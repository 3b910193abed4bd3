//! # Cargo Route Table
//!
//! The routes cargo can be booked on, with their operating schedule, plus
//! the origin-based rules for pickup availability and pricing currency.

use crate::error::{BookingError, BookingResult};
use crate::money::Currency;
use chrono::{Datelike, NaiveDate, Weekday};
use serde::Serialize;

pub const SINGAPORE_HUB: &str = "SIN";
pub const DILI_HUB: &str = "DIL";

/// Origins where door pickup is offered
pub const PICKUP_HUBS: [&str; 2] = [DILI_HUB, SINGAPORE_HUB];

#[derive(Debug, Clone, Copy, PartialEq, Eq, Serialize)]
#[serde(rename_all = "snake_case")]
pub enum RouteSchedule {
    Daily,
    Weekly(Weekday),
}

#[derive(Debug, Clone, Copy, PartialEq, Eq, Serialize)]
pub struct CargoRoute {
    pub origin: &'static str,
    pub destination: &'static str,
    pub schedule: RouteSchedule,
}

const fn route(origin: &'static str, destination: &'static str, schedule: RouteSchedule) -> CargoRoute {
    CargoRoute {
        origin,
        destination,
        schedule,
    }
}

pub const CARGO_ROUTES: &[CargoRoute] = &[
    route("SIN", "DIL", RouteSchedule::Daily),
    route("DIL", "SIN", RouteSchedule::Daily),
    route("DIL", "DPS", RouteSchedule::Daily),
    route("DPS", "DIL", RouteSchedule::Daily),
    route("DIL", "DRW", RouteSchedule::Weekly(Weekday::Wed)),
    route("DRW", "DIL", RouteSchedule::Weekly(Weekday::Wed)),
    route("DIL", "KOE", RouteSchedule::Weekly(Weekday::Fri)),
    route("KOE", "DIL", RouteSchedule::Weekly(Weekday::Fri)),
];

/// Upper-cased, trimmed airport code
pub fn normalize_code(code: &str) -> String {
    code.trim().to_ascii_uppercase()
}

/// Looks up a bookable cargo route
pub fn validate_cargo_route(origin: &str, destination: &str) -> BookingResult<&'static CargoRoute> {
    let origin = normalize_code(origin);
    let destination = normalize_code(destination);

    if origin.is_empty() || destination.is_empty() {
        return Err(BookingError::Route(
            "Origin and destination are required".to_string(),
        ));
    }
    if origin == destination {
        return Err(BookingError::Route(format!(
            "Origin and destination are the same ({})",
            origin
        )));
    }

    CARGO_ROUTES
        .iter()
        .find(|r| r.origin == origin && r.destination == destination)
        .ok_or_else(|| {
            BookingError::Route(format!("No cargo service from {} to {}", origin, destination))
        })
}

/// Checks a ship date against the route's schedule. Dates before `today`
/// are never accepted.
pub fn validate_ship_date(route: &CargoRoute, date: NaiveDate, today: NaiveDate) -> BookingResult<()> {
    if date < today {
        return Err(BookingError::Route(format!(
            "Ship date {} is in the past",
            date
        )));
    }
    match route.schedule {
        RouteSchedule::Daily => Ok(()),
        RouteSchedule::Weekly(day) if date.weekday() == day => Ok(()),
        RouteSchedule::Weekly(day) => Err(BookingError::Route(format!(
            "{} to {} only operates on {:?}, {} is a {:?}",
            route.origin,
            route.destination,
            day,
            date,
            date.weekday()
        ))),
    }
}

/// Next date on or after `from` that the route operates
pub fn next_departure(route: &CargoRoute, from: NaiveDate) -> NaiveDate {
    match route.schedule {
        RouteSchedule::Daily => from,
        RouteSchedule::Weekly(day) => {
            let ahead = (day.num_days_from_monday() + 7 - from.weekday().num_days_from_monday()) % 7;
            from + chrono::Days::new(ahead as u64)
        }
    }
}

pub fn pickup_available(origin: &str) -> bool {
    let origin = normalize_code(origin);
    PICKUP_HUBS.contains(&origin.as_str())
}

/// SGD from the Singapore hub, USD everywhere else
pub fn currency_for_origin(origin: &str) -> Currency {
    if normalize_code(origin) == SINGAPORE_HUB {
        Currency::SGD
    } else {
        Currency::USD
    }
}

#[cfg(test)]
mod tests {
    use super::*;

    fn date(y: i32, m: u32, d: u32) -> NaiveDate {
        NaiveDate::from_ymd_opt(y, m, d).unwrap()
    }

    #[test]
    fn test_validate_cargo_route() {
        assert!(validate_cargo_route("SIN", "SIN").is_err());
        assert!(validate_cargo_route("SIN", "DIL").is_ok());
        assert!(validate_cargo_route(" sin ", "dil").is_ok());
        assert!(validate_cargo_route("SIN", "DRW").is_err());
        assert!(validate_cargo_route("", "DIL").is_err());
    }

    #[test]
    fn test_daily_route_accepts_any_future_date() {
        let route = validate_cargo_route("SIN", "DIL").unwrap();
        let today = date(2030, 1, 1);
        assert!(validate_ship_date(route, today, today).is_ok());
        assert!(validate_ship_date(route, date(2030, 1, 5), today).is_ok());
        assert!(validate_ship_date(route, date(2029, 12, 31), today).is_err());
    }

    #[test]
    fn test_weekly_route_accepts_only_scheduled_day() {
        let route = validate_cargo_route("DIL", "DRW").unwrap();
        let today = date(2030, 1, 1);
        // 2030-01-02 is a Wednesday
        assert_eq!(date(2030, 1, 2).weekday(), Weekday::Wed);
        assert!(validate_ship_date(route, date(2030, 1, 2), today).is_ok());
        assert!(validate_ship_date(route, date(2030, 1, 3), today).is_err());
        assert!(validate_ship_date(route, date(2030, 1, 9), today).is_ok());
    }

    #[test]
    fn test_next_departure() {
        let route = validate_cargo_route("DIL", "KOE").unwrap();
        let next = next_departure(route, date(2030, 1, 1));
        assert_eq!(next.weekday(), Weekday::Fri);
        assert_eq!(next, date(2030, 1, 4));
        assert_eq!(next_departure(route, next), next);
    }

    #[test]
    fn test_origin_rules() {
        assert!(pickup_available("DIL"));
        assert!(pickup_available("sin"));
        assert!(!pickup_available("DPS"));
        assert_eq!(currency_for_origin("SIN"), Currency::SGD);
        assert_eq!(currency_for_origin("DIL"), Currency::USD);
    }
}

....

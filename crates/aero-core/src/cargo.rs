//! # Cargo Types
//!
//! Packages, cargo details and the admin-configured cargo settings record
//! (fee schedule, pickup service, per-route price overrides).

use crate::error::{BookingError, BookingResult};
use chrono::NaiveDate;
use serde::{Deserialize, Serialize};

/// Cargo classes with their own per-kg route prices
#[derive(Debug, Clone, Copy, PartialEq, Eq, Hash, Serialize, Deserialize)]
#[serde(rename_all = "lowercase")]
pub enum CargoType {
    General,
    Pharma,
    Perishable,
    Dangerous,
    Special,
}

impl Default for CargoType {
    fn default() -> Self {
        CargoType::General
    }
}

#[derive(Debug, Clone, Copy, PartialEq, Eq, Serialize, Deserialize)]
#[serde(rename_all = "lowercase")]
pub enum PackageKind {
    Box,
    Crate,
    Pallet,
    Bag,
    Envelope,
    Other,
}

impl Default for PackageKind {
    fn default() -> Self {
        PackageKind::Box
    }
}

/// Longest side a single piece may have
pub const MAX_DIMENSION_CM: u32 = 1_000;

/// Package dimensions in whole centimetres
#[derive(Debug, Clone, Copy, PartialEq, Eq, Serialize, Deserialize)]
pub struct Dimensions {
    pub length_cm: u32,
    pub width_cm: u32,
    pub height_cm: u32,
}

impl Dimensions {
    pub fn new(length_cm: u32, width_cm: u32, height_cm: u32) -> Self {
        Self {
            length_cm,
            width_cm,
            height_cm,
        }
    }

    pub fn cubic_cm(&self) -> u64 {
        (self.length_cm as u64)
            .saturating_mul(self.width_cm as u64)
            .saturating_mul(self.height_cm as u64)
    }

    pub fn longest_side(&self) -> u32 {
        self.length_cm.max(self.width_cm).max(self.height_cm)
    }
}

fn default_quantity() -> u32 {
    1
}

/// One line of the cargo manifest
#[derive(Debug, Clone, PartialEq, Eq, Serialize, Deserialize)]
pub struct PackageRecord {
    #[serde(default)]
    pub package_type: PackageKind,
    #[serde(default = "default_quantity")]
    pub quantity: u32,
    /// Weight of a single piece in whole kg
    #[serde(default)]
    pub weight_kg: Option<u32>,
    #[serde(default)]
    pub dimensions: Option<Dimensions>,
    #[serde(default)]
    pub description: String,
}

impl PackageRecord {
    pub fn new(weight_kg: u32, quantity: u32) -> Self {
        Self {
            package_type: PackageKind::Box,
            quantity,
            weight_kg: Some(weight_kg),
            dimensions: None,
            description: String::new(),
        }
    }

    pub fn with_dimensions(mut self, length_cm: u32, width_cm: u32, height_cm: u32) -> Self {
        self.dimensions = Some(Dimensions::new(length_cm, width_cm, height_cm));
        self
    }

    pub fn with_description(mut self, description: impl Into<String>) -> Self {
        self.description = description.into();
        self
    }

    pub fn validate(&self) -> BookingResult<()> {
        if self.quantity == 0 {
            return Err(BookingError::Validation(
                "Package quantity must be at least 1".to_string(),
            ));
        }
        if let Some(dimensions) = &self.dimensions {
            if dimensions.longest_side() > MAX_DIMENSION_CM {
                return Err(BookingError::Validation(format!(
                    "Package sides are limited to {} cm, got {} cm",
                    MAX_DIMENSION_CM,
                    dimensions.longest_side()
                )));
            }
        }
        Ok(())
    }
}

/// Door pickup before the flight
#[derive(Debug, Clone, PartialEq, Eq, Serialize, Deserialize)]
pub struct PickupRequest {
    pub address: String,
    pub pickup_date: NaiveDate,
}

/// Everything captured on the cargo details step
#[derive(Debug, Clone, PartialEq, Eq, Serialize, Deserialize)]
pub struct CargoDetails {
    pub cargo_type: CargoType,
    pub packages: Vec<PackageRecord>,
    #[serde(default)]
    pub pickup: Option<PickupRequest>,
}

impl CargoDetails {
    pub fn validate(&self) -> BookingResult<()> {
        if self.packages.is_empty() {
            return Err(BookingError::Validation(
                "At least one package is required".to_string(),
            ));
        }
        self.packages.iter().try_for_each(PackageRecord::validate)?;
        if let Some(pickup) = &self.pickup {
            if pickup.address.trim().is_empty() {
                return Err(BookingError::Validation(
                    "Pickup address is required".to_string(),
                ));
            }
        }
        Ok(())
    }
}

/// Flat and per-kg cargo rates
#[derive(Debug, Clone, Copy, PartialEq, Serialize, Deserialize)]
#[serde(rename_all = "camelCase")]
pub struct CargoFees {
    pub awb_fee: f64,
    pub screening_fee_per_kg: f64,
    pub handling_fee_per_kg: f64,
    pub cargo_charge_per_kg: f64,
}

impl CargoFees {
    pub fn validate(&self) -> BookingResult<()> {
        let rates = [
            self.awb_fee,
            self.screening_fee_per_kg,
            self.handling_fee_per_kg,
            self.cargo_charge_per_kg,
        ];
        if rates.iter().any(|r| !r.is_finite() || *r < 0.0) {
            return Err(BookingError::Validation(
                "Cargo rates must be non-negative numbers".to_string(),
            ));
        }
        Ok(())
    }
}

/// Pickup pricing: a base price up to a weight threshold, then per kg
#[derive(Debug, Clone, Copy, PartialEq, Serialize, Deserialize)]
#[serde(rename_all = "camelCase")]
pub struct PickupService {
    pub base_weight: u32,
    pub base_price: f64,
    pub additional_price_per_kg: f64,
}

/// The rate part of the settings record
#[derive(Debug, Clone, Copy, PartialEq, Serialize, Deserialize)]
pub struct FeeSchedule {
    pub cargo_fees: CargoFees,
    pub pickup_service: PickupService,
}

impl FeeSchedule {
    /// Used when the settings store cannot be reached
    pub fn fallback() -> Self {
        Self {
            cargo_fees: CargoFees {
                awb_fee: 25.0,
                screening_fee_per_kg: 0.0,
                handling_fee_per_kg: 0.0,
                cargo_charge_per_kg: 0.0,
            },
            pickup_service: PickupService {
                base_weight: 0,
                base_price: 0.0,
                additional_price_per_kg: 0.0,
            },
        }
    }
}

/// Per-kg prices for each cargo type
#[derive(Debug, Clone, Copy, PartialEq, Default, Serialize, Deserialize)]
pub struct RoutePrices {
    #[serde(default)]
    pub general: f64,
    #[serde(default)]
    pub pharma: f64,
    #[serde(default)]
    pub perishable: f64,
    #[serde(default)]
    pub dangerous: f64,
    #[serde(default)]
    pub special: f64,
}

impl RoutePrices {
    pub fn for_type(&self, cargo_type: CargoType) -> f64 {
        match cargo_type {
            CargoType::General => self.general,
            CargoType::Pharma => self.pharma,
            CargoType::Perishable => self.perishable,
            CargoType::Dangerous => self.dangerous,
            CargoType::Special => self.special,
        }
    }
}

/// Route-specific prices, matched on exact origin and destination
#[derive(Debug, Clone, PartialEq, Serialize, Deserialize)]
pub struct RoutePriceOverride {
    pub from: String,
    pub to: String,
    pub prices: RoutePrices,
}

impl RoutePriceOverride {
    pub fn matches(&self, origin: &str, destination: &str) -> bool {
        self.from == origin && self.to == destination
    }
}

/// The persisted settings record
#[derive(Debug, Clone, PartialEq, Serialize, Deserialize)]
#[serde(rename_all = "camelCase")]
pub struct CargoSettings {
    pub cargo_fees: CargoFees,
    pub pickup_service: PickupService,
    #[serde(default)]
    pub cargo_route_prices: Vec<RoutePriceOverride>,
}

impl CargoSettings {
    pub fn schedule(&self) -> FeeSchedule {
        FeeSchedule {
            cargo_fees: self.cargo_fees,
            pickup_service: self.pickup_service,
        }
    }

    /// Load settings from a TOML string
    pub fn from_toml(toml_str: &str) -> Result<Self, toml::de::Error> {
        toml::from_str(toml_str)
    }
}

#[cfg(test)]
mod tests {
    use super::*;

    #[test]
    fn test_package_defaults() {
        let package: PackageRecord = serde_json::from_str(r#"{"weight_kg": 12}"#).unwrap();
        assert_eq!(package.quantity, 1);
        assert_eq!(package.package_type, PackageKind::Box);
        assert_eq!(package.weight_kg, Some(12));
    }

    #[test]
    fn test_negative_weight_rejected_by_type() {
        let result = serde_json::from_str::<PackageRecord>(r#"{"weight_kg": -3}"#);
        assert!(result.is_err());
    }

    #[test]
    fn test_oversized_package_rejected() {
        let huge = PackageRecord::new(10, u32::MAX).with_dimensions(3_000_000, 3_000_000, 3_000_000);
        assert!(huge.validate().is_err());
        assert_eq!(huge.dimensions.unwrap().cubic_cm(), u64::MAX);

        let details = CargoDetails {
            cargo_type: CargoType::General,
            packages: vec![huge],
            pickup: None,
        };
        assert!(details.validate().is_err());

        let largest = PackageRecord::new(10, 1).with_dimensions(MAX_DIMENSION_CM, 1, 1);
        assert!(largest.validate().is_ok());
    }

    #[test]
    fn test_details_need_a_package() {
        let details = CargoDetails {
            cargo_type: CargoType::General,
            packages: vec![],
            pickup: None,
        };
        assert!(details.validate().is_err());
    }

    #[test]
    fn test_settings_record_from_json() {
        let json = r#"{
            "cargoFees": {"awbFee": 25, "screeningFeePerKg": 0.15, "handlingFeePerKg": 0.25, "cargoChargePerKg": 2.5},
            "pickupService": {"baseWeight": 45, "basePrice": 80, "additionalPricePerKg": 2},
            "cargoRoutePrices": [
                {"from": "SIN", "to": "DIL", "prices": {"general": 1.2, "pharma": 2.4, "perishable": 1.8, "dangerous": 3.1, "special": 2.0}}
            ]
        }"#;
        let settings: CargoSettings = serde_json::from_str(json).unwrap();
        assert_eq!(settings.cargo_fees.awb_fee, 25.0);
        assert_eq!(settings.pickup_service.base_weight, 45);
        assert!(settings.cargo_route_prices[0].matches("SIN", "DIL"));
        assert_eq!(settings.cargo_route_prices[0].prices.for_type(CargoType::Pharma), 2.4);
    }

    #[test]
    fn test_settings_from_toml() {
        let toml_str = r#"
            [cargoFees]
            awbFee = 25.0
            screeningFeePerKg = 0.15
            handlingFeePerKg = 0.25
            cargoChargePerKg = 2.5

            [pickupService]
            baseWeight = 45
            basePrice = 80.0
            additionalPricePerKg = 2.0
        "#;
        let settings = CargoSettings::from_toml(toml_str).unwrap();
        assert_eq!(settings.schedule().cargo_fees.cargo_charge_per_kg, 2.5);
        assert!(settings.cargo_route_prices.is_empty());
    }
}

....

> _Assignment_
All lines above holding the word "PickupRequest" make up the answer; copy each one.

> _Result below_
pub struct PickupRequest {
    pub pickup: Option<PickupRequest>,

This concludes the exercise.